* TASK OBJECTIVE *
Copy out again, unchanged, the listing below from the line that has "let existed = app.history(None).iter().any(|a|" through the line that has "let quote = app.quote(&ticker).await?;".

* GIVEN ENTRIES *

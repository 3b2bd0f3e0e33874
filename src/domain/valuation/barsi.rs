//! Luiz Barsi's dividend-yield method: rescale the price by the ratio of the
//! yield actually paid to the yield the investor wants.

use super::result::ValuationResult;
use crate::domain::values::valuation_method::ValuationMethod;
use serde::{Deserialize, Serialize};

#[derive(Debug, Clone, Copy, PartialEq, Serialize, Deserialize)]
#[serde(rename_all = "camelCase")]
pub struct BarsiInput {
    /// Current dividend yield, 0–100.
    #[serde(rename = "currentDY")]
    pub current_dy: f64,
    /// Desired dividend yield, 0–100.
    #[serde(rename = "desiredDY")]
    pub desired_dy: f64,
    pub current_price: f64,
    pub safety_margin: f64,
}

impl BarsiInput {
    /// Build an input from an annual dividend per share instead of a yield.
    pub fn from_annual_dividend(
        annual_dividend: f64,
        desired_dy: f64,
        current_price: f64,
        safety_margin: f64,
    ) -> Self {
        let current_dy = if current_price > 0.0 {
            annual_dividend / current_price * 100.0
        } else {
            0.0
        };
        Self {
            current_dy,
            desired_dy,
            current_price,
            safety_margin,
        }
    }
}

pub fn calculate_barsi(input: &BarsiInput) -> ValuationResult {
    let intrinsic_value = if input.current_dy > 0.0 && input.desired_dy > 0.0 {
        input.current_price * (input.current_dy / input.desired_dy)
    } else {
        0.0
    };

    tracing::debug!(
        current_dy = input.current_dy,
        desired_dy = input.desired_dy,
        intrinsic_value,
        "barsi valuation"
    );

    ValuationResult::from_intrinsic(
        ValuationMethod::Barsi,
        intrinsic_value,
        input.current_price,
        input.safety_margin,
    )
}
//! The valuation engine: four closed-form fair-value heuristics sharing one
//! result shape. Every function here is pure and never fails; degenerate
//! input degrades to an intrinsic value of zero.

pub mod barsi;
pub mod dcf;
pub mod graham;
pub mod peter_lynch;
pub mod result;

pub use barsi::{calculate_barsi, BarsiInput};
pub use dcf::{calculate_dcf, DcfInput, TERMINAL_GROWTH};
pub use graham::{calculate_graham, GrahamInput, GRAHAM_MULTIPLIER};
pub use peter_lynch::{calculate_peter_lynch, PeterLynchInput};
pub use result::{ceiling_price, ValuationResult};
use crate::domain::error::DomainError;
use crate::domain::ports::key_value_storage::KeyValueStorage;
use std::fs;
use std::io::ErrorKind;
use std::path::PathBuf;

/// One `<key>.json` file per slot inside a directory.
pub struct FileStorage {
    dir: PathBuf,
}

impl FileStorage {
    pub fn new(dir: impl Into<PathBuf>) -> Self {
        Self { dir: dir.into() }
    }

    fn slot_path(&self, key: &str) -> Result<PathBuf, DomainError> {
        if key.is_empty() || key.contains(['/', '\\']) || key.starts_with('.') {
            return Err(DomainError::InvalidInput(format!("Invalid storage key: {key}")));
        }
        Ok(self.dir.join(format!("{key}.json")))
    }
}

impl KeyValueStorage for FileStorage {
    fn get(&self, key: &str) -> Result<Option<String>, DomainError> {
        let path = self.slot_path(key)?;
        match fs::read_to_string(&path) {
            Ok(s) => Ok(Some(s)),
            Err(e) if e.kind() == ErrorKind::NotFound => Ok(None),
            Err(e) => Err(DomainError::Storage(format!(
                "Failed to read {}: {e}",
                path.display()
            ))),
        }
    }

    fn set(&self, key: &str, value: &str) -> Result<(), DomainError> {
        let path = self.slot_path(key)?;
        fs::create_dir_all(&self.dir).map_err(|e| {
            DomainError::Storage(format!("Failed to create {}: {e}", self.dir.display()))
        })?;
        // Replace atomically: sibling temp file, then rename.
        let tmp = path.with_extension("json.tmp");
        fs::write(&tmp, value)
            .map_err(|e| DomainError::Storage(format!("Failed to write {}: {e}", tmp.display())))?;
        fs::rename(&tmp, &path)
            .map_err(|e| DomainError::Storage(format!("Failed to replace {}: {e}", path.display())))?;
        Ok(())
    }
}
use crate::domain::error::DomainError;
use crate::domain::ports::quote_provider::{Quote, QuoteProvider};
use async_trait::async_trait;

const BASE_URL: &str = "https://api.twelvedata.com";

/// Twelve Data `/quote` endpoint.
pub struct TwelveDataProvider {
    api_key: String,
    base_url: String,
    client: reqwest::Client,
}

impl TwelveDataProvider {
    pub fn new(api_key: String) -> Self {
        Self::with_base_url(api_key, BASE_URL.to_string())
    }

    pub fn with_base_url(api_key: String, base_url: String) -> Self {
        Self {
            api_key,
            base_url,
            client: reqwest::Client::new(),
        }
    }
}

/// Twelve Data returns every number as a string, and errors in-band with
/// `status: "error"`.
#[derive(Debug, serde::Deserialize)]
struct QuoteResponse {
    #[serde(default)]
    code: Option<u16>,
    #[serde(default)]
    status: Option<String>,
    #[serde(default)]
    message: Option<String>,
    #[serde(default)]
    symbol: Option<String>,
    #[serde(default)]
    name: Option<String>,
    #[serde(default)]
    currency: Option<String>,
    #[serde(default)]
    open: Option<String>,
    #[serde(default)]
    close: Option<String>,
    #[serde(default)]
    previous_close: Option<String>,
    #[serde(default)]
    percent_change: Option<String>,
}

fn parse_number(field: &Option<String>) -> Option<f64> {
    field
        .as_deref()
        .and_then(|s| s.trim().parse::<f64>().ok())
        .filter(|v| v.is_finite())
}

pub(crate) fn parse_quote(symbol: &str, body: &str) -> Result<Quote, DomainError> {
    let data: QuoteResponse = serde_json::from_str(body)
        .map_err(|e| DomainError::Quote(format!("Invalid quote payload: {e}")))?;

    if data.status.as_deref() == Some("error") {
        let message = data
            .message
            .unwrap_or_else(|| format!("Quote lookup failed for {symbol}"));
        return Err(match data.code {
            Some(404) => DomainError::NotFound(message),
            _ => DomainError::Quote(message),
        });
    }

    let open = parse_number(&data.open)
        .ok_or_else(|| DomainError::Quote(format!("No price for {symbol}")))?;

    Ok(Quote {
        symbol: data.symbol.unwrap_or_else(|| symbol.to_string()),
        name: data.name.unwrap_or_default(),
        currency: data.currency,
        open,
        close: parse_number(&data.close),
        previous_close: parse_number(&data.previous_close),
        percent_change: parse_number(&data.percent_change),
    })
}

#[async_trait]
impl QuoteProvider for TwelveDataProvider {
    fn name(&self) -> &str {
        "twelvedata"
    }

    async fn quote(&self, symbol: &str) -> Result<Quote, DomainError> {
        let url = format!("{}/quote", self.base_url);
        let resp = self
            .client
            .get(&url)
            .query(&[("symbol", symbol), ("apikey", self.api_key.as_str())])
            .send()
            .await
            .map_err(|e| DomainError::Quote(e.to_string()))?;

        if !resp.status().is_success() {
            return Err(DomainError::Quote(format!(
                "Twelve Data returned {} for {symbol}",
                resp.status()
            )));
        }

        let body = resp
            .text()
            .await
            .map_err(|e| DomainError::Quote(e.to_string()))?;
        parse_quote(symbol, &body)
    }
}
//! Caller-side validation and dispatch over the valuation engine.
//!
//! The engine itself never rejects input. This layer applies the form rules:
//! price and safety margin are mandatory, and a method only runs when every
//! one of its fields is filled in (non-zero).

use crate::domain::error::DomainError;
use crate::domain::valuation::{
    calculate_barsi, calculate_dcf, calculate_graham, calculate_peter_lynch, BarsiInput, DcfInput,
    GrahamInput, PeterLynchInput, ValuationResult, TERMINAL_GROWTH,
};
use crate::domain::values::signal::Signal;
use crate::domain::values::valuation_method::ValuationMethod;
use serde::{Deserialize, Serialize};

fn filled(x: f64) -> bool {
    x != 0.0 && x.is_finite()
}

#[derive(Debug, Clone, Copy, PartialEq, Serialize, Deserialize)]
pub struct GrahamParams {
    pub lpa: f64,
    pub vpa: f64,
}

impl GrahamParams {
    fn is_complete(&self) -> bool {
        filled(self.lpa) && filled(self.vpa)
    }
}

/// How the current dividend is expressed for the Barsi method.
#[derive(Debug, Clone, Copy, PartialEq, Serialize, Deserialize)]
#[serde(rename_all = "snake_case")]
pub enum DividendInput {
    /// Current dividend yield, 0–100.
    Yield(f64),
    /// Annual dividend per share, converted to a yield at the current price.
    AnnualDividend(f64),
}

#[derive(Debug, Clone, Copy, PartialEq, Serialize, Deserialize)]
pub struct BarsiParams {
    pub dividend: DividendInput,
    pub desired_dy: f64,
}

impl BarsiParams {
    fn is_complete(&self) -> bool {
        let dividend = match self.dividend {
            DividendInput::Yield(v) | DividendInput::AnnualDividend(v) => v,
        };
        filled(dividend) && filled(self.desired_dy)
    }
}

#[derive(Debug, Clone, Copy, PartialEq, Serialize, Deserialize)]
pub struct DcfParams {
    pub free_cash_flow: f64,
    pub growth_rate: f64,
    pub discount_rate: f64,
    pub projection_years: u32,
    pub total_shares: f64,
}

impl DcfParams {
    fn is_complete(&self) -> bool {
        filled(self.free_cash_flow)
            && filled(self.growth_rate)
            && filled(self.discount_rate)
            && self.projection_years > 0
            && filled(self.total_shares)
    }
}

#[derive(Debug, Clone, Copy, PartialEq, Serialize, Deserialize)]
pub struct PeterLynchParams {
    pub lpa: f64,
    pub growth_rate: f64,
    pub pl_ratio: Option<f64>,
}

impl PeterLynchParams {
    fn is_complete(&self) -> bool {
        filled(self.lpa) && filled(self.growth_rate)
    }
}

/// Everything a caller knows about one stock. Methods without parameters
/// are skipped by `evaluate_all`.
#[derive(Debug, Clone, Default, PartialEq, Serialize, Deserialize)]
pub struct ValuationRequest {
    pub current_price: f64,
    pub safety_margin: f64,
    pub graham: Option<GrahamParams>,
    pub barsi: Option<BarsiParams>,
    pub dcf: Option<DcfParams>,
    pub peter_lynch: Option<PeterLynchParams>,
}

impl ValuationRequest {
    pub fn new(current_price: f64, safety_margin: f64) -> Self {
        Self {
            current_price,
            safety_margin,
            ..Default::default()
        }
    }

    fn is_complete(&self, method: ValuationMethod) -> bool {
        match method {
            ValuationMethod::Graham => self.graham.is_some_and(|p| p.is_complete()),
            ValuationMethod::Barsi => self.barsi.is_some_and(|p| p.is_complete()),
            ValuationMethod::Dcf => self.dcf.is_some_and(|p| p.is_complete()),
            ValuationMethod::Lynch => self.peter_lynch.is_some_and(|p| p.is_complete()),
        }
    }
}

/// One method's result together with the price it was computed against.
#[derive(Debug, Clone, PartialEq, Serialize)]
#[serde(rename_all = "camelCase")]
pub struct MethodOutcome {
    pub key: ValuationMethod,
    pub result: ValuationResult,
    pub current_price: f64,
}

fn validate_common(request: &ValuationRequest) -> Result<(), DomainError> {
    if !filled(request.current_price) || !filled(request.safety_margin) {
        return Err(DomainError::InvalidInput(
            "current price and safety margin are required".into(),
        ));
    }
    Ok(())
}

fn run(method: ValuationMethod, request: &ValuationRequest) -> Result<MethodOutcome, DomainError> {
    let price = request.current_price;
    let margin = request.safety_margin;

    let result = match (method, request) {
        (ValuationMethod::Graham, ValuationRequest { graham: Some(p), .. }) => {
            calculate_graham(&GrahamInput {
                lpa: p.lpa,
                vpa: p.vpa,
                current_price: price,
                safety_margin: margin,
            })
        }
        (ValuationMethod::Barsi, ValuationRequest { barsi: Some(p), .. }) => {
            let input = match p.dividend {
                DividendInput::Yield(current_dy) => BarsiInput {
                    current_dy,
                    desired_dy: p.desired_dy,
                    current_price: price,
                    safety_margin: margin,
                },
                DividendInput::AnnualDividend(dividend) => {
                    BarsiInput::from_annual_dividend(dividend, p.desired_dy, price, margin)
                }
            };
            calculate_barsi(&input)
        }
        (ValuationMethod::Dcf, ValuationRequest { dcf: Some(p), .. }) => {
            let input = DcfInput {
                free_cash_flow: p.free_cash_flow,
                growth_rate: p.growth_rate,
                discount_rate: p.discount_rate,
                projection_years: p.projection_years,
                total_shares: p.total_shares,
                current_price: price,
                safety_margin: margin,
            };
            if !input.has_valid_discount_rate() {
                return Err(DomainError::InvalidInput(format!(
                    "discount rate must be above the {:.0}% terminal growth rate",
                    TERMINAL_GROWTH * 100.0
                )));
            }
            calculate_dcf(&input)
        }
        (ValuationMethod::Lynch, ValuationRequest { peter_lynch: Some(p), .. }) => {
            calculate_peter_lynch(&PeterLynchInput {
                lpa: p.lpa,
                growth_rate: p.growth_rate,
                pl_ratio: p.pl_ratio,
                current_price: price,
                safety_margin: margin,
            })
        }
        _ => {
            return Err(DomainError::InvalidInput(format!(
                "missing parameters for method {method}"
            )))
        }
    };

    Ok(MethodOutcome {
        key: method,
        result,
        current_price: price,
    })
}

/// Run a single method.
pub fn evaluate(
    method: ValuationMethod,
    request: &ValuationRequest,
) -> Result<MethodOutcome, DomainError> {
    validate_common(request)?;
    if !request.is_complete(method) {
        return Err(DomainError::InvalidInput(format!(
            "fill all fields of the {method} method"
        )));
    }
    run(method, request)
}

/// Run every method whose fields are complete, in Graham, Barsi, DCF, Lynch order.
pub fn evaluate_all(request: &ValuationRequest) -> Result<Vec<MethodOutcome>, DomainError> {
    validate_common(request)?;
    let outcomes = ValuationMethod::ALL
        .into_iter()
        .filter(|m| request.is_complete(*m))
        .map(|m| run(m, request))
        .collect::<Result<Vec<_>, _>>()?;
    if outcomes.is_empty() {
        return Err(DomainError::InvalidInput(
            "fill all fields of at least one method".into(),
        ));
    }
    Ok(outcomes)
}

#[derive(Debug, Clone, PartialEq, Serialize)]
#[serde(rename_all = "camelCase")]
pub struct ComparisonRow {
    /// Last word of the method name, e.g. "Graham" or "(PEG)".
    pub label: String,
    pub method: String,
    pub intrinsic_value: f64,
    pub ceiling_price: f64,
    pub signal: Signal,
}

/// Side-by-side view of several methods against one current price.
#[derive(Debug, Clone, PartialEq, Serialize)]
#[serde(rename_all = "camelCase")]
pub struct MethodComparison {
    pub current_price: f64,
    pub rows: Vec<ComparisonRow>,
}

fn round2(x: f64) -> f64 {
    (x * 100.0).round() / 100.0
}

impl MethodComparison {
    /// `None` when there is nothing to compare.
    pub fn from_outcomes(outcomes: &[MethodOutcome]) -> Option<Self> {
        let first = outcomes.first()?;
        let rows = outcomes
            .iter()
            .map(|o| ComparisonRow {
                label: o
                    .result
                    .method
                    .split_whitespace()
                    .last()
                    .unwrap_or_default()
                    .to_string(),
                method: o.result.method.clone(),
                intrinsic_value: round2(o.result.intrinsic_value),
                ceiling_price: round2(o.result.ceiling_price),
                signal: o.result.signal,
            })
            .collect();
        Some(Self {
            current_price: first.current_price,
            rows,
        })
    }
}

/// Validation, dispatch and comparison behind one handle.
#[derive(Debug, Default, Clone, Copy)]
pub struct ValuateUseCase;

impl ValuateUseCase {
    pub fn new() -> Self {
        Self
    }

    pub fn evaluate(
        &self,
        method: ValuationMethod,
        request: &ValuationRequest,
    ) -> Result<MethodOutcome, DomainError> {
        tracing::debug!(%method, price = request.current_price, "evaluating");
        evaluate(method, request)
    }

    pub fn evaluate_all(&self, request: &ValuationRequest) -> Result<Vec<MethodOutcome>, DomainError> {
        let outcomes = evaluate_all(request)?;
        tracing::debug!(methods = outcomes.len(), "evaluated complete methods");
        Ok(outcomes)
    }

    pub fn compare(&self, outcomes: &[MethodOutcome]) -> Option<MethodComparison> {
        MethodComparison::from_outcomes(outcomes)
    }
}
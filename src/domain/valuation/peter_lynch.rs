//! Peter Lynch fair value (`EPS × growth`) with an optional PEG reading.

use super::result::ValuationResult;
use crate::domain::values::peg_classification::PegClassification;
use crate::domain::values::valuation_method::ValuationMethod;
use serde::{Deserialize, Serialize};

#[derive(Debug, Clone, Copy, PartialEq, Serialize, Deserialize)]
#[serde(rename_all = "camelCase")]
pub struct PeterLynchInput {
    pub lpa: f64,
    /// Expected earnings growth. Used as a raw multiplier, not divided by 100.
    pub growth_rate: f64,
    /// Price / earnings ratio.
    #[serde(default, skip_serializing_if = "Option::is_none")]
    pub pl_ratio: Option<f64>,
    pub current_price: f64,
    pub safety_margin: f64,
}

pub fn calculate_peter_lynch(input: &PeterLynchInput) -> ValuationResult {
    let intrinsic_value = input.lpa * input.growth_rate;

    let mut result = ValuationResult::from_intrinsic(
        ValuationMethod::Lynch,
        intrinsic_value,
        input.current_price,
        input.safety_margin,
    );

    // A zero or NaN P/E counts as not supplied.
    let pl_ratio = input.pl_ratio.filter(|pl| *pl != 0.0 && !pl.is_nan());
    if let Some(pl) = pl_ratio {
        if input.growth_rate > 0.0 {
            let peg = pl / input.growth_rate;
            result.peg = Some(peg);
            result.peg_classification = Some(PegClassification::from_peg(peg));
        }
    }

    tracing::debug!(
        lpa = input.lpa,
        growth_rate = input.growth_rate,
        peg = ?result.peg,
        "peter lynch valuation"
    );

    result
}
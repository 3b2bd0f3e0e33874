pub mod entities;
pub mod error;
pub mod ports;
pub mod valuation;
pub mod values;
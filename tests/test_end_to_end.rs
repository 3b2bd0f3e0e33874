mod common;

use common::{setup, StubQuoteProvider};
use std::sync::Arc;
use valoracao::application::valuate::{
    BarsiParams, DcfParams, DividendInput, GrahamParams, PeterLynchParams, ValuationRequest,
};
use valoracao::config::{AppConfig, StorageBackend};
use valoracao::domain::error::DomainError;
use valoracao::domain::values::signal::Signal;
use valoracao::domain::values::valuation_method::ValuationMethod;
use valoracao::infrastructure::storage::memory::MemoryStorage;
use valoracao::Valoracao;

fn request() -> ValuationRequest {
    ValuationRequest {
        current_price: 30.0,
        safety_margin: 25.0,
        graham: Some(GrahamParams { lpa: 3.0, vpa: 20.0 }),
        barsi: Some(BarsiParams {
            dividend: DividendInput::Yield(8.0),
            desired_dy: 6.0,
        }),
        dcf: Some(DcfParams {
            free_cash_flow: 2_000_000.0,
            growth_rate: 10.0,
            discount_rate: 12.0,
            projection_years: 10,
            total_shares: 1_000_000.0,
        }),
        peter_lynch: Some(PeterLynchParams {
            lpa: 3.0,
            growth_rate: 12.0,
            pl_ratio: Some(10.0),
        }),
    }
}

#[test]
fn test_evaluate_save_list_delete() {
    let app = setup();

    let outcome = app.evaluate(ValuationMethod::Graham, &request()).unwrap();
    // sqrt(22.5 * 3 * 20) = 36.74, ceiling 27.56; a price of 30 sits in the neutral band.
    assert!((outcome.result.intrinsic_value - 1350.0_f64.sqrt()).abs() < 1e-9);
    assert_eq!(outcome.result.signal, Signal::Neutral);

    let saved = app.save_outcomes("itsa4", "", &[outcome]).unwrap();
    assert_eq!(saved[0].ticker, "ITSA4");
    assert_eq!(saved[0].company, "N/A");

    let history = app.history(None);
    assert_eq!(history.len(), 1);
    assert_eq!(history[0], saved[0]);

    app.delete(&saved[0].id).unwrap();
    assert!(app.history(None).is_empty());
}

#[test]
fn test_evaluate_all_then_save_puts_last_method_first() {
    let app = setup();
    let outcomes = app.evaluate_all(&request()).unwrap();
    assert_eq!(outcomes.len(), 4);

    app.save_outcomes("TAEE11", "Taesa", &outcomes).unwrap();
    let history = app.history(None);
    let methods: Vec<_> = history.iter().map(|a| a.method.as_str()).collect();
    assert_eq!(
        methods,
        vec![
            "Peter Lynch (PEG)",
            "Discounted Cash Flow",
            "Luiz Barsi",
            "Benjamin Graham"
        ]
    );
    assert_eq!(app.history(Some(2)).len(), 2);

    let cmp = app.compare(&outcomes).unwrap();
    assert_eq!(cmp.rows.len(), 4);
    assert_eq!(cmp.current_price, 30.0);
}

#[test]
fn test_missing_price_is_rejected() {
    let app = setup();
    let mut req = request();
    req.current_price = 0.0;
    let err = app.evaluate(ValuationMethod::Barsi, &req).unwrap_err();
    assert!(matches!(err, DomainError::InvalidInput(_)));
}

#[tokio::test]
async fn test_quote_lookup_with_stub_provider() {
    let app = Valoracao::with_providers(
        Arc::new(MemoryStorage::new()),
        Arc::new(StubQuoteProvider::new("PETR4", "Petrobras", 37.25)),
    );
    let quote = app.quote(" petr4 ").await.unwrap();
    assert_eq!(quote.symbol, "PETR4");
    assert_eq!(quote.reference_price(), 37.25);

    assert!(matches!(
        app.quote("VALE3").await,
        Err(DomainError::NotFound(_))
    ));
    assert!(matches!(
        app.quote("  ").await,
        Err(DomainError::InvalidInput(_))
    ));
}

#[tokio::test]
async fn test_quote_without_api_key_is_config_error() {
    let app = setup();
    assert!(matches!(app.quote("PETR4").await, Err(DomainError::Config(_))));
}

#[test]
fn test_new_from_config_memory_backend() {
    let config = AppConfig {
        storage: StorageBackend::Memory,
        ..AppConfig::default()
    };
    let app = Valoracao::new(&config).unwrap();
    let outcome = app.evaluate(ValuationMethod::Lynch, &request()).unwrap();
    app.save_outcomes("BBSE3", "BB Seguridade", &[outcome]).unwrap();
    assert_eq!(app.history(None).len(), 1);
}

#[test]
fn test_new_from_config_file_backend() {
    let dir = tempfile::tempdir().unwrap();
    let config = AppConfig {
        storage: StorageBackend::File,
        data_dir: dir.path().to_path_buf(),
        ..AppConfig::default()
    };
    let app = Valoracao::new(&config).unwrap();
    let outcome = app.evaluate(ValuationMethod::Barsi, &request()).unwrap();
    app.save_outcomes("TRPL4", "ISA CTEEP", &[outcome]).unwrap();

    let reopened = Valoracao::new(&config).unwrap();
    assert_eq!(reopened.history(None).len(), 1);
}
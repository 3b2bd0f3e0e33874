use clap::Parser;
use valoracao::application::valuate::{MethodOutcome, ValuationRequest};
use valoracao::cli::commands::{degenerate_notices, Cli, Commands, StockArgs};
use valoracao::config::AppConfig;
use valoracao::domain::error::DomainError;
use valoracao::domain::values::valuation_method::ValuationMethod;
use valoracao::logging::init_logging;
use valoracao::Valoracao;

#[tokio::main]
async fn main() {
    let cli = Cli::parse();

    let config = match AppConfig::from_env() {
        Ok(c) => c,
        Err(e) => {
            eprintln!("Error: {e}");
            std::process::exit(1);
        }
    };
    init_logging(&config.log_level, &config.log_format);

    let app = match Valoracao::new(&config) {
        Ok(app) => app,
        Err(e) => {
            eprintln!("Error initializing valoracao: {e}");
            std::process::exit(1);
        }
    };

    if let Err(e) = run_command(app, cli.command).await {
        eprintln!("Error: {e}");
        std::process::exit(1);
    }
}

async fn run_command(app: Valoracao, cmd: Commands) -> Result<(), Box<dyn std::error::Error>> {
    match cmd {
        Commands::Graham { mut stock, args } => {
            let mut request = prepare(&app, &mut stock).await?;
            request.graham = Some(args.params());
            let outcome = app.evaluate(ValuationMethod::Graham, &request)?;
            finish(&app, &stock, vec![outcome])?;
        }
        Commands::Barsi { mut stock, args } => {
            let mut request = prepare(&app, &mut stock).await?;
            request.barsi = Some(args.params());
            let outcome = app.evaluate(ValuationMethod::Barsi, &request)?;
            finish(&app, &stock, vec![outcome])?;
        }
        Commands::Dcf { mut stock, args } => {
            let mut request = prepare(&app, &mut stock).await?;
            request.dcf = Some(args.params());
            let outcome = app.evaluate(ValuationMethod::Dcf, &request)?;
            finish(&app, &stock, vec![outcome])?;
        }
        Commands::Lynch { mut stock, args } => {
            let mut request = prepare(&app, &mut stock).await?;
            request.peter_lynch = Some(args.params());
            let outcome = app.evaluate(ValuationMethod::Lynch, &request)?;
            finish(&app, &stock, vec![outcome])?;
        }
        Commands::All { mut stock, args } => {
            let mut request = prepare(&app, &mut stock).await?;
            args.apply(&mut request);
            let outcomes = app.evaluate_all(&request)?;
            let comparison = app.compare(&outcomes);
            println!(
                "{}",
                serde_json::to_string_pretty(&serde_json::json!({
                    "outcomes": outcomes,
                    "comparison": comparison,
                }))?
            );
            warn_degenerate(&outcomes);
            save_if_requested(&app, &stock, &outcomes)?;
        }
        Commands::History { limit, json } => {
            let saved = app.history(limit);
            if json {
                println!("{}", serde_json::to_string_pretty(&saved)?);
            } else if saved.is_empty() {
                println!("No saved analyses yet.");
            } else {
                for a in &saved {
                    println!("{}", a.summary_line());
                }
            }
        }
        Commands::Delete { id } => {
            let existed = app.history(None).iter().any(|a| a.id == id);
            app.delete(&id)?;
            if existed {
                println!("Deleted analysis {id}");
            } else {
                println!("No analysis with id {id}");
            }
        }
        Commands::Quote { ticker } => {
            let quote = app.quote(&ticker).await?;
            println!("{}", serde_json::to_string_pretty(&quote)?);
        }
    }
    Ok(())
}

/// Apply `--fetch` and build the base request from the shared stock arguments.
async fn prepare(app: &Valoracao, stock: &mut StockArgs) -> Result<ValuationRequest, DomainError> {
    if stock.fetch {
        let quote = app.quote(&stock.ticker).await?;
        if stock.price.is_none() {
            stock.price = Some(quote.reference_price());
        }
        if stock.company.trim().is_empty() {
            stock.company = quote.name;
        }
    }
    Ok(ValuationRequest::new(
        stock.price.unwrap_or_default(),
        stock.margin,
    ))
}

fn finish(
    app: &Valoracao,
    stock: &StockArgs,
    outcomes: Vec<MethodOutcome>,
) -> Result<(), Box<dyn std::error::Error>> {
    for outcome in &outcomes {
        println!("{}", serde_json::to_string_pretty(outcome)?);
    }
    warn_degenerate(&outcomes);
    save_if_requested(app, stock, &outcomes)
}

fn warn_degenerate(outcomes: &[MethodOutcome]) {
    for notice in degenerate_notices(outcomes) {
        eprintln!("{notice}");
    }
}

fn save_if_requested(
    app: &Valoracao,
    stock: &StockArgs,
    outcomes: &[MethodOutcome],
) -> Result<(), Box<dyn std::error::Error>> {
    if stock.save {
        for a in app.save_outcomes(&stock.ticker, &stock.company, outcomes)? {
            eprintln!("Saved analysis {} ({})", a.id, a.method);
        }
    }
    Ok(())
}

* WRITTEN RESPONSE *
            let existed = app.history(None).iter().any(|a| a.id == id);
            app.delete(&id)?;
            if existed {
                println!("Deleted analysis {id}");
            } else {
                println!("No analysis with id {id}");
            }
        }
        Commands::Quote { ticker } => {
            let quote = app.quote(&ticker).await?;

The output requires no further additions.